■ EXERCISE
From the entries, filter out every line that lacks "error" and copy the rest.

(DATASET RECORDS Opens)

impl PlayerRuntime {
    fn configure_scheduler(&self) {
        let timing = self.document.controller.document_timing();
        self.scheduler.configure(
            self.document.canonical.clone(),
            self.render_size.0,
            self.render_size.1,
            Arc::new(self.document.controller.animations().to_vec()),
            timing.duration,
            timing.frame_count,
        );
    }

    fn run(mut self, rx: crossbeam_channel::Receiver<Event>) -> Result<i32> {
        self.configure_scheduler();
        if self.options.prebuffer && self.scheduler.mode() == BufferMode::Off {
            self.scheduler.cycle_mode();
        }
        let started = self.clock.now();

        while !self.quit {
            while let Ok(event) = rx.try_recv() {
                self.handle_event(event)?;
                if self.quit {
                    break;
                }
            }
            if self.quit {
                break;
            }

            let now = self.clock.now();
            let timing_info = self.document.controller.document_timing();
            let frame_count = timing_info.frame_count;

            if !self.options.sequential
                && self.playback.is_playing()
                && let Some(end) = self.document.controller.end_time()
                && end > 0.0
                && self.playback.current_time(now) >= end
            {
                self.playback.mark_ended(end);
                info!(target: "runtime.playback", end, "playback_ended");
            }

            let (t, frame_index) = if self.options.sequential {
                let frame = (self.seq_counter as usize) % frame_count.max(1);
                (
                    timing::frame_timestamp(frame, frame_count, timing_info.duration),
                    frame,
                )
            } else {
                let t = self.playback.current_time(now);
                (t, self.document.controller.document_frame_at(t))
            };

            self.render.submit(RenderTick {
                source: self.document.canonical.clone(),
                render_width: self.render_size.0,
                render_height: self.render_size.1,
                svg_width: self.document.svg_size.0,
                svg_height: self.document.svg_size.1,
                frame_index,
                frame_count,
                states: self.document.controller.target_states(t),
                changes: self.document.controller.frame_changes(self.prev_t, t),
                target_ids: self.document.target_ids.clone(),
                bounds: self.document.bounds.clone(),
            });
            self.prev_t = t;

            let presented = self.present_ready_frame()?;
            if presented && self.options.sequential {
                // Benchmark mode advances at the renderer's natural pace.
                self.seq_counter += 1;
            }
            self.service_screenshots()?;

            if !self.options.sequential && self.playback.is_playing() && frame_count > 1 {
                match self.freeze.observe(frame_index, now) {
                    FreezeVerdict::Healthy => {}
                    FreezeVerdict::Warned { stalled_for } => {
                        warn!(
                            target: "runtime.freeze",
                            stalled_ms = stalled_for.as_millis() as u64,
                            frame_index,
                            "frame_index_stalled"
                        );
                    }
                    FreezeVerdict::Fatal { stalled_for } => {
                        error!(
                            target: "runtime.freeze",
                            stalled_ms = stalled_for.as_millis() as u64,
                            frame_index,
                            "frame_index_frozen"
                        );
                        eprintln!(
                            "svgplay: frame index frozen at {frame_index} for {:.1} s; aborting",
                            stalled_for.as_secs_f64()
                        );
                        self.exit_code = 1;
                        self.quit = true;
                    }
                }
            }

            self.service_readout(now, frame_index, frame_count);

            if let Some(limit) = self.options.duration_limit
                && now.duration_since(started).as_secs_f64() >= limit
            {
                info!(target: "runtime", limit, "duration_limit_reached");
                self.quit = true;
            }

            if !presented {
                std::thread::sleep(IDLE_SLEEP);
            }
        }

        self.finish(started)
    }

    fn handle_event(&mut self, event: Event) -> Result<()> {
        match event {
            Event::Command(command) => self.apply_command(command)?,
            Event::Key(intent) => {
                if let Some(command) = self.resolve_key(intent) {
                    self.apply_command(command)?;
                }
            }
            Event::DocumentChanged(path) => {
                if path == self.document.path {
                    info!(target: "runtime.reload", path = %path.display(), "hot_reload");
                    self.reload(&path);
                }
            }
            Event::Shutdown => self.quit = true,
        }
        Ok(())
    }

    fn resolve_key(&mut self, intent: KeyIntent) -> Option<ControlCommand> {
        match intent {
            KeyIntent::Command(command) => Some(command),
            KeyIntent::RateUp => Some(ControlCommand::SetRate(
                (self.playback.rate() * RATE_NUDGE).clamp(RATE_MIN, RATE_MAX),
            )),
            KeyIntent::RateDown => Some(ControlCommand::SetRate(
                (self.playback.rate() / RATE_NUDGE).clamp(RATE_MIN, RATE_MAX),
            )),
            KeyIntent::CycleRepeat => {
                let next = next_repeat(self.document.controller.repeat_override());
                self.document.controller.set_repeat_override(next);
                info!(target: "runtime.playback", repeat = ?next, "repeat_cycled");
                None
            }
            KeyIntent::ScreenshotAuto => {
                self.screenshot_serial += 1;
                Some(ControlCommand::Screenshot(PathBuf::from(format!(
                    "svgplay-{:04}.ppm",
                    self.screenshot_serial
                ))))
            }
        }
    }

    fn apply_command(&mut self, command: ControlCommand) -> Result<()> {
        let now = self.clock.now();
        match command {
            ControlCommand::Play => {
                self.playback.play(now);
                self.freeze.reset();
            }
            ControlCommand::Pause => self.playback.pause(now),
            ControlCommand::Toggle => {
                self.playback.toggle(now);
                self.freeze.reset();
            }
            ControlCommand::Stop => self.playback.stop(),
            ControlCommand::Seek(t) => {
                self.playback.seek(now, t);
                self.freeze.reset();
            }
            ControlCommand::SeekToFrame(frame) => {
                self.playback.seek_to_frame(now, frame);
                self.freeze.reset();
            }
            ControlCommand::SeekToProgress(p) => {
                self.playback.seek_to_progress(now, p);
                self.freeze.reset();
            }
            ControlCommand::Step(n) => {
                if self.options.sequential {
                    self.seq_counter = self.seq_counter.saturating_add_signed(n);
                } else {
                    self.playback.step(now, n);
                }
            }
            ControlCommand::SetRate(rate) => self.playback.set_rate(now, rate),
            ControlCommand::SetRepeat(mode) => {
                self.document.controller.set_repeat_override(Some(mode));
            }
            ControlCommand::Resize(w, h) => {
                let w = w.clamp(1, MAX_RENDER_DIM);
                let h = h.clamp(1, MAX_RENDER_DIM);
                self.render_size = (w, h);
                self.scheduler.resize(w, h);
                info!(target: "runtime", w, h, "render_target_resized");
            }
            ControlCommand::Load(path) => self.reload(&path),
            ControlCommand::Reload => self.reload(&self.document.path.clone()),
            ControlCommand::CycleBufferMode => {
                let mode = self.scheduler.cycle_mode();
                info!(target: "runtime", ?mode, "buffer_mode_cycled");
            }
            ControlCommand::Screenshot(path) => self.pending_screenshot = Some(path),
            ControlCommand::Quit => self.quit = true,
        }
        Ok(())
    }

    /// Load or hot-reload a document. On failure the previous document
    /// keeps rendering.
    fn reload(&mut self, path: &Path) {
        match load_document(path, &self.backend) {
            Ok(mut document) => {
                document
                    .controller
                    .set_repeat_override(self.document.controller.repeat_override());
                self.document = document;
                let timing = self.document.controller.document_timing();
                self.playback
                    .set_timing(self.clock.now(), timing.duration, timing.frame_count);
                self.prev_t = 0.0;
                self.seq_counter = 0;
                self.freeze.reset();
                self.configure_scheduler();
            }
            Err(err) => {
                self.stats.load_failures += 1;
                error!(target: "runtime.load", %err, path = %path.display(), "load_failed");
                if !self.options.json_stats {
                    eprintln!("svgplay: load failed: {err:#}");
                }
            }
        }
    }

    fn present_ready_frame(&mut self) -> Result<bool> {
        let Some((width, height, pixels)) = self
            .buffers
            .consume_front(|f| (f.width, f.height, f.pixels.clone()))
        else {
            return Ok(false);
        };
        if width == 0 || height == 0 {
            return Ok(false);
        }
        let mut drawable = self.presenter.acquire_drawable(width, height)?;
        drawable.pixels.copy_from_slice(&pixels);
        // A commit rejection is an integrity violation (§ presenter
        // contract); it propagates as a fatal error.
        self.presenter
            .commit(drawable)
            .context("presenter rejected frame")?;
        self.stats.presented += 1;

        if self.stats.presented == 1
            && let Some(path) = self.first_frame_screenshot.take()
        {
            self.pending_screenshot = Some(path);
        }
        Ok(true)
    }

    fn service_screenshots(&mut self) -> Result<()> {
        let Some(path) = self.pending_screenshot.clone() else {
            return Ok(());
        };
        let Some(frame) = self.presenter.last_frame() else {
            return Ok(()); // nothing committed yet, retry next iteration
        };
        let (w, h) = (frame.width, frame.height);
        let pixels = self.presenter.read_pixels(0, 0, w, h)?;
        write_ppm(&path, w, h, &pixels)
            .with_context(|| format!("write screenshot {}", path.display()))?;
        self.stats.screenshots += 1;
        if !self.options.json_stats {
            println!("svgplay: wrote {}", path.display());
        }
        self.pending_screenshot = None;
        Ok(())
    }

    fn service_readout(&mut self, now: Instant, frame_index: usize, frame_count: usize) {
        let elapsed = now.duration_since(self.last_readout);
        if elapsed < READOUT_INTERVAL {
            return;
        }
        let frames = self.stats.presented - self.presented_at_readout;
        let fps = frames as f64 / elapsed.as_secs_f64();
        let prebuffer = self.scheduler.metrics();
        let title = format!(
            "svgplay - frame {}/{} - {:.1} fps - {}",
            frame_index + 1,
            frame_count,
            fps,
            match self.scheduler.mode() {
                BufferMode::Off => "direct",
                BufferMode::PreBuffer => "prebuffer",
            }
        );
        self.presenter.set_title(&title);
        info!(
            target: "runtime.readout",
            frame_index,
            fps,
            prebuffer_hits = prebuffer.hits,
            prebuffer_misses = prebuffer.misses,
            "readout"
        );
        self.last_readout = now;
        self.presented_at_readout = self.stats.presented;
    }

    fn finish(self, started: Instant) -> Result<i32> {
        let elapsed = self.clock.now().duration_since(started).as_secs_f64();
        let render = self.render.metrics().snapshot();
        let prebuffer = self.scheduler.metrics();

        self.render.shutdown();
        self.scheduler.shutdown();

        let average_fps = if elapsed > 0.0 {
            self.stats.presented as f64 / elapsed
        } else {
            0.0
        };
        if self.options.json_stats {
            let record = serde_json::json!({
                "elapsed_seconds": elapsed,
                "frames_presented": self.stats.presented,
                "average_fps": average_fps,
                "frames_rendered": render.frames_rendered,
                "frames_dropped": render.frames_dropped,
                "render_timeouts": render.render_timeouts,
                "skipped_ticks": render.skipped_ticks,
                "document_rebuilds": render.document_rebuilds,
                "load_failures": self.stats.load_failures,
                "screenshots": self.stats.screenshots,
                "prebuffer": {
                    "hits": prebuffer.hits,
                    "misses": prebuffer.misses,
                    "rendered": prebuffer.rendered,
                    "evicted": prebuffer.evicted,
                    "dropped_requests": prebuffer.dropped_requests,
                },
            });
            println!("{record}");
        } else {
            eprintln!(
                "svgplay: {} frames in {elapsed:.1} s ({average_fps:.1} fps), {} dropped, {} timeouts, prebuffer {}/{} hits",
                self.stats.presented,
                render.frames_dropped,
                render.render_timeouts,
                prebuffer.hits,
                prebuffer.hits + prebuffer.misses,
            );
        }
        info!(target: "runtime", elapsed, presented = self.stats.presented, "shutdown_complete");
        Ok(self.exit_code)
    }
}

(DATASET RECORDS Closes)

■ FINAL ANSWER
                        error!(
                error!(target: "runtime.load", %err, path = %path.display(), "load_failed");
        // contract); it propagates as a fatal error.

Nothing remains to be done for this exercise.